I think that's good for today. Aaron has the week off for Spring break, so I don't know if I'll have time to get back to blogging today but I'll try to pop back in and post about my new "motivation" thing. I started it last week, and I had the most productive week that I've had in a long time. If I don't get to it today, I'll try to do it tomorrow.

PS - Melissa (formerly Sheets) - Glad you found my blog, it's great to hear from you. I wasn't sure if you'd check back in the comment trails, so I thought I'd say hi to you here.

Wednesday, April 9, 2008

Book Tag

Jennica posted this book tag this morning and I decided to do it. (A few other people have done it recently, but I wasn't in the mood to do it; today I was. Inspiration maybe???)

Here are the rules:

1. Pick up the nearest book (at least 123 pages)
2. Turn to page 123
3. Find the 5th sentence
4. Post the 5th sentence on your blog
5. Tag 5 people

* The nearest book was The Book of Mormon - Another Testament of Jesus Christ. (I carried it in here yesterday when I was updating my reading for the Hinckley challenge)

* page 123 brings me to Jacob 3

*it was a challenge counting sentences, since in most cases the sentence was very long and was the whole verse..., but according to my counting - My sentence is verse 11

"O my brethren, hearken unto my words; aarouse the faculties of your souls; shake yourselves that ye may bawake from the slumber of death; and loose yourselves from the pains of chell that ye may not become dangels to the devil, to be cast into that lake of fire and brimstone which is the second edeath.

This was a good thing for me to hear, as I seem to need constant reminding to awake and arise - I am far too complacent, content, and prone to say "all is well." On Charlotte's blog I recently read the quote, "The key to success in the gospel is to make small adjustments often" --Lee Cantwell (one of her religion teachers)
I need to focus on making small changes often, and sticking with them, (until they stick to me), instead of jumping in with a big ole' honkin' list of things to do, and then fizzling out after a week...


(Jennica's blog is a private one, so you can't go read it yourselves, but her quotes were really good, and I wanted to share them here as well, since I know that many of you, my blogging friends, deal with just a tad bit of stress every now and then:) So I hope Jennica won't mind, here are her words:

"Ok so I picked up two books that I am reading right now... The first one is "simplify" by Carolyn J. Rasmus. Here is the fifth sentence on page 123: "When we feel stressed, troubled, unsure, or discouraged we need to remember the things that we are taught in Primary: We must believe in Christ and all He has promised to do for us. " What a great thought!

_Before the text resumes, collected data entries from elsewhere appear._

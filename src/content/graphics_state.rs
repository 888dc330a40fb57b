//! Graphics state tracking for content stream execution.
//!
//! Tracks the transformation and text-state parameters as operators are
//! executed, so that every show-text operator can be annotated with the
//! exact state active when it painted.

use crate::geometry::Point;

/// A 2D transformation matrix.
///
/// PDF uses matrices of the form:
/// ```text
/// [ a  b  0 ]
/// [ c  d  0 ]
/// [ e  f  1 ]
/// ```
///
/// where (a,b,c,d) define scaling/rotation/skewing and (e,f) translation.
#[derive(Debug, Clone, Copy, PartialEq)]
pub struct Matrix {
    /// Horizontal scaling component
    pub a: f32,
    /// Rotation/skew component
    pub b: f32,
    /// Rotation/skew component
    pub c: f32,
    /// Vertical scaling component
    pub d: f32,
    /// Horizontal translation
    pub e: f32,
    /// Vertical translation
    pub f: f32,
}

impl Matrix {
    /// Create an identity matrix.
    pub fn identity() -> Self {
        Self {
            a: 1.0,
            b: 0.0,
            c: 0.0,
            d: 1.0,
            e: 0.0,
            f: 0.0,
        }
    }

    /// Create a translation matrix.
    pub fn translation(tx: f32, ty: f32) -> Self {
        Self {
            a: 1.0,
            b: 0.0,
            c: 0.0,
            d: 1.0,
            e: tx,
            f: ty,
        }
    }

    /// Create a scaling matrix.
    pub fn scaling(sx: f32, sy: f32) -> Self {
        Self {
            a: sx,
            b: 0.0,
            c: 0.0,
            d: sy,
            e: 0.0,
            f: 0.0,
        }
    }

    /// Multiply this matrix with another.
    ///
    /// The result represents first applying `self`, then `other`
    /// (row-vector convention, as PDF composes `Tm × CTM`).
    pub fn multiply(&self, other: &Matrix) -> Matrix {
        Matrix {
            a: self.a * other.a + self.b * other.c,
            b: self.a * other.b + self.b * other.d,
            c: self.c * other.a + self.d * other.c,
            d: self.c * other.b + self.d * other.d,
            e: self.e * other.a + self.f * other.c + other.e,
            f: self.e * other.b + self.f * other.d + other.f,
        }
    }

    /// Transform a point using this matrix.
    pub fn transform_point(&self, x: f32, y: f32) -> Point {
        Point {
            x: self.a * x + self.c * y + self.e,
            y: self.b * x + self.d * y + self.f,
        }
    }

    /// Component-wise approximate equality.
    ///
    /// The planner groups adjacent match characters by matrix; producers
    /// routinely emit the same placement with sub-milliunit float noise,
    /// which must not split a segment.
    pub fn approx_eq(&self, other: &Matrix, epsilon: f32) -> bool {
        (self.a - other.a).abs() <= epsilon
            && (self.b - other.b).abs() <= epsilon
            && (self.c - other.c).abs() <= epsilon
            && (self.d - other.d).abs() <= epsilon
            && (self.e - other.e).abs() <= epsilon
            && (self.f - other.f).abs() <= epsilon
    }
}

impl Default for Matrix {
    fn default() -> Self {
        Self::identity()
    }
}

/// Graphics + text state parameters the engine tracks.
#[derive(Debug, Clone)]
pub struct GraphicsState {
    /// Current transformation matrix (user space to device space)
    pub ctm: Matrix,
    /// Text matrix (text space to user space)
    pub text_matrix: Matrix,
    /// Text line matrix (saved position at start of line)
    pub text_line_matrix: Matrix,

    /// Character spacing (Tc)
    pub char_space: f32,
    /// Word spacing (Tw)
    pub word_space: f32,
    /// Horizontal scaling percentage (Tz)
    pub horizontal_scaling: f32,
    /// Text leading (TL)
    pub leading: f32,
    /// Current font resource name
    pub font_name: Option<String>,
    /// Current font size (Tf)
    pub font_size: f32,
    /// Text rise (Ts)
    pub text_rise: f32,
    /// Text rendering mode (Tr)
    pub render_mode: u8,
}

impl GraphicsState {
    /// Create a graphics state with PDF default values.
    pub fn new() -> Self {
        Self {
            ctm: Matrix::identity(),
            text_matrix: Matrix::identity(),
            text_line_matrix: Matrix::identity(),
            char_space: 0.0,
            word_space: 0.0,
            horizontal_scaling: 100.0,
            leading: 0.0,
            font_name: None,
            font_size: 0.0,
            text_rise: 0.0,
            render_mode: 0,
        }
    }
}

impl Default for GraphicsState {
    fn default() -> Self {
        Self::new()
    }
}

/// Stack of graphics states for q/Q save/restore.
#[derive(Debug, Clone)]
pub struct GraphicsStateStack {
    stack: Vec<GraphicsState>,
}

impl GraphicsStateStack {
    /// Create a stack holding one initial state.
    pub fn new() -> Self {
        Self {
            stack: vec![GraphicsState::new()],
        }
    }

    /// Current graphics state.
    pub fn current(&self) -> &GraphicsState {
        // Invariant: the stack is never empty (restore refuses to pop the
        // last state).
        self.stack.last().unwrap()
    }

    /// Mutable current graphics state.
    pub fn current_mut(&mut self) -> &mut GraphicsState {
        self.stack.last_mut().unwrap()
    }

    /// Save the current state (q operator).
    pub fn save(&mut self) {
        let state = self.current().clone();
        self.stack.push(state);
    }

    /// Restore the previous state (Q operator).
    ///
    /// Unbalanced Q operators are tolerated: the initial state is never
    /// popped.
    pub fn restore(&mut self) {
        if self.stack.len() > 1 {
            self.stack.pop();
        }
    }

    /// Current nesting depth (always at least 1).
    pub fn depth(&self) -> usize {
        self.stack.len()
    }
}

impl Default for GraphicsStateStack {
    fn default() -> Self {
        Self::new()
    }
}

Here is the second book that I am sort of reading (or just starting)... "Mary, Martha, and Me" by Camille Fronk Olson. ...
Here is the fifth sentence on page 123: "His grace is sufficient. Sufficient means enough."

Beautiful thoughts eh??? Thanks Jennica. If anyone who read this wants to do the book tag, feel free... I am awake and aroused, so I am going to go get to work. Y'all have a great day!

Monday, April 7, 2008

No hope for me... (out of the mouths of babes)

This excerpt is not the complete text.